How do the lines below between the ones holding "use crate::events::EventQueue;" and "Cards picked this", inclusive, read? Give them again exactly, with no other lines.

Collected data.
========
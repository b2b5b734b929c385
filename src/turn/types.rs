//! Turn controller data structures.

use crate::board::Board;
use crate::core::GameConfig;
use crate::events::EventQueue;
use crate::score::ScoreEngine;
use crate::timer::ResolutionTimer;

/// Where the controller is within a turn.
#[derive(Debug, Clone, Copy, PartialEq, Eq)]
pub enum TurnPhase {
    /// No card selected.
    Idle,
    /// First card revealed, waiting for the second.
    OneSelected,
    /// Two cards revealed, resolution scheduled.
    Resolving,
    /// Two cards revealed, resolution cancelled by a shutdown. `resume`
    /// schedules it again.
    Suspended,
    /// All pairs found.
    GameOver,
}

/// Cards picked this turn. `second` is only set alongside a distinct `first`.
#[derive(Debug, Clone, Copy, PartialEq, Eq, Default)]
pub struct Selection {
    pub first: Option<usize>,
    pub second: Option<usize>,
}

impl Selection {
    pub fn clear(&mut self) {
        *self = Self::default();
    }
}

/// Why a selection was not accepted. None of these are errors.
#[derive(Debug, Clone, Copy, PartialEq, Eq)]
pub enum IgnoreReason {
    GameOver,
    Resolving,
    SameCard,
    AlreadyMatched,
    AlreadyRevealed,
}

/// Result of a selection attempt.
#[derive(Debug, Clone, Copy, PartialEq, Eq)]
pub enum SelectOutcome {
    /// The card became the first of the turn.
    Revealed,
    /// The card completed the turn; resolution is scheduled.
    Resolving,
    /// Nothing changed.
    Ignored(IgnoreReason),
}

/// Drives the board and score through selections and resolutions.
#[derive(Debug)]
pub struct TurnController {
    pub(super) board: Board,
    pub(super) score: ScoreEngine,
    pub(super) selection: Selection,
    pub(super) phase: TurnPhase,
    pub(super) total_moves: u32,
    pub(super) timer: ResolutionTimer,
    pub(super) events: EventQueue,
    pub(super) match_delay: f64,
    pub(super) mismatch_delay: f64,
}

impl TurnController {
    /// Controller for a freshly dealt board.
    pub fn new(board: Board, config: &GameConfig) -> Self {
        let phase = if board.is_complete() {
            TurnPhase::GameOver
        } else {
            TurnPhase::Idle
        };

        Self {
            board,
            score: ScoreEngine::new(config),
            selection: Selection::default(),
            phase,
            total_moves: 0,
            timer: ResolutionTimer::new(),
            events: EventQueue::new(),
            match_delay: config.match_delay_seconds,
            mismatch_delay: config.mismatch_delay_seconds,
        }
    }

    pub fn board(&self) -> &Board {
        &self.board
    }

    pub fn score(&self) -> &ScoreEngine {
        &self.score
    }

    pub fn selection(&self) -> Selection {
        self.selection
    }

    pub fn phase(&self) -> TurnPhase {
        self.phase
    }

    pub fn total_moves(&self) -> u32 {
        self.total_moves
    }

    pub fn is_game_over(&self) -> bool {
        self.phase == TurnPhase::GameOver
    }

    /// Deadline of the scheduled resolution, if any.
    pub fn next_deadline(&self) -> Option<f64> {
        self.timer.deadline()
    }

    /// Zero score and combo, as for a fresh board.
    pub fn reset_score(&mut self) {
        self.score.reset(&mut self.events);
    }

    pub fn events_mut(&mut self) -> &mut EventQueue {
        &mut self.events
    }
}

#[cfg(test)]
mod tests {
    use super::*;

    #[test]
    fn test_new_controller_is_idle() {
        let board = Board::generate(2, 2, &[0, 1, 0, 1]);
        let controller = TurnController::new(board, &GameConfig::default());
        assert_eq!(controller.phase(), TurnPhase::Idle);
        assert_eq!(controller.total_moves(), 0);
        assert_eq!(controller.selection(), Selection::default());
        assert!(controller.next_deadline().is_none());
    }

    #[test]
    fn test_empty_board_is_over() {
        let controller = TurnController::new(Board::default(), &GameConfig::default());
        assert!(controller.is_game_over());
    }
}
========
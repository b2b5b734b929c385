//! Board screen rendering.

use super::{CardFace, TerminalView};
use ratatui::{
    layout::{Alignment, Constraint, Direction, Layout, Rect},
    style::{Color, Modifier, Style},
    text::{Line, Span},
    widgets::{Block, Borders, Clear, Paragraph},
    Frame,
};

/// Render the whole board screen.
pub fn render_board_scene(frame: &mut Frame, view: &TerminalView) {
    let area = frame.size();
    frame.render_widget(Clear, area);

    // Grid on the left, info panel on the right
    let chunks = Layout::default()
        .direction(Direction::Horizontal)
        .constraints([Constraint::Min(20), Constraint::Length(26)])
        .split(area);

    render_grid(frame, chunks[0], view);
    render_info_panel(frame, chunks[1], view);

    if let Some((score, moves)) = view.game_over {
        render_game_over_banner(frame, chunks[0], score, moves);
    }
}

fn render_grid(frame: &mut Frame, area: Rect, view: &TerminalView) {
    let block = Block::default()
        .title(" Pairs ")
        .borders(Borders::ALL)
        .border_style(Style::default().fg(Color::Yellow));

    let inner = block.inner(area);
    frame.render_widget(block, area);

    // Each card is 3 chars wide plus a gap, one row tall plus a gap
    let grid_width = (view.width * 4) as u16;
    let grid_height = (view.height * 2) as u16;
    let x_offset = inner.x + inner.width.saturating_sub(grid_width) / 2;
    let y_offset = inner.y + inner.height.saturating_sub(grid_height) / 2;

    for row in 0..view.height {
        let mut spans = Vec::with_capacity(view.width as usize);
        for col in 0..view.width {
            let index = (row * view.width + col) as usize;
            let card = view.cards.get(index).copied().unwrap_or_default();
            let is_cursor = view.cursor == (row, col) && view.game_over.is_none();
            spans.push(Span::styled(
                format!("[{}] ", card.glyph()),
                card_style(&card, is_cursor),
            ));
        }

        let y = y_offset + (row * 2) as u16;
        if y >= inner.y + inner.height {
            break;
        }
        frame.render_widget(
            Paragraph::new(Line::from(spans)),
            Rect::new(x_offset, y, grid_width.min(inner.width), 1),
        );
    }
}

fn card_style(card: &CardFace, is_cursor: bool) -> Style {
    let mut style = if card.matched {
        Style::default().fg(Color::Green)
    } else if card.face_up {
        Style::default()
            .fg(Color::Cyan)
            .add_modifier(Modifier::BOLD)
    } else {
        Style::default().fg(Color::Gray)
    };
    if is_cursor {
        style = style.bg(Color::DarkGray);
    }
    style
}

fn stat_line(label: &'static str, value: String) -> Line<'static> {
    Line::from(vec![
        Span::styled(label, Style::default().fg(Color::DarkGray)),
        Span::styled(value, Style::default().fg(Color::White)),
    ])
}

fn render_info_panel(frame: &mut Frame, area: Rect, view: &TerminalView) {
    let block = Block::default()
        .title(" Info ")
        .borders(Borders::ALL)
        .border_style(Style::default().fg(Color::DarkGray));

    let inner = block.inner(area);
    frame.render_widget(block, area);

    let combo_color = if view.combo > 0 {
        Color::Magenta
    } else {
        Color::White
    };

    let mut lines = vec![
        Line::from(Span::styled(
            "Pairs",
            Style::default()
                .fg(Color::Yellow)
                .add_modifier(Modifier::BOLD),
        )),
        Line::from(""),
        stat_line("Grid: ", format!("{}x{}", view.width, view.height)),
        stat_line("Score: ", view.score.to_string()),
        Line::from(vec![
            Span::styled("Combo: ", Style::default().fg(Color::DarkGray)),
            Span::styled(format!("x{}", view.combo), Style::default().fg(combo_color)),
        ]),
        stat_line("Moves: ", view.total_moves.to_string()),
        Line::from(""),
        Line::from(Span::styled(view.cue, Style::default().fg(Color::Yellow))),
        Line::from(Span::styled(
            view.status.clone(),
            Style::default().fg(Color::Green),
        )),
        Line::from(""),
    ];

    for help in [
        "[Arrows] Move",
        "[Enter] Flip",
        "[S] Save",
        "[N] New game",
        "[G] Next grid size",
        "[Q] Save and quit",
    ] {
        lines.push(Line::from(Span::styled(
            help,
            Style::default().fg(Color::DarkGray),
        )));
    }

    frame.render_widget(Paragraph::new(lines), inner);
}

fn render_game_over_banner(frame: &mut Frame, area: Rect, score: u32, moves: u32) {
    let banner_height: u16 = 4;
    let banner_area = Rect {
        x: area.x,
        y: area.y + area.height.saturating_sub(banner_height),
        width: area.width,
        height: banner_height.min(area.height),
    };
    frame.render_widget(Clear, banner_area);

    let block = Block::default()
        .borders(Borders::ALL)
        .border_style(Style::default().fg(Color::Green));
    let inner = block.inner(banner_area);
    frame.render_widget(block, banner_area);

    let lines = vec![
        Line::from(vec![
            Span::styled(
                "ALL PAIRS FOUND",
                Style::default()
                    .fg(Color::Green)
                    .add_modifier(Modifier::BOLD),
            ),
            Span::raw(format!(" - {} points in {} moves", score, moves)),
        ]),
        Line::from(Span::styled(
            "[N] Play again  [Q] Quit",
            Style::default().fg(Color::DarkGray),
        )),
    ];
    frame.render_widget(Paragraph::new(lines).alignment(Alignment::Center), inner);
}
========
EXERCISE ANSWER.
use crate::events::EventQueue;
use crate::score::ScoreEngine;
use crate::timer::ResolutionTimer;

/// Where the controller is within a turn.
#[derive(Debug, Clone, Copy, PartialEq, Eq)]
pub enum TurnPhase {
    /// No card selected.
    Idle,
    /// First card revealed, waiting for the second.
    OneSelected,
    /// Two cards revealed, resolution scheduled.
    Resolving,
    /// Two cards revealed, resolution cancelled by a shutdown. `resume`
    /// schedules it again.
    Suspended,
    /// All pairs found.
    GameOver,
}

/// Cards picked this turn. `second` is only set alongside a distinct `first`.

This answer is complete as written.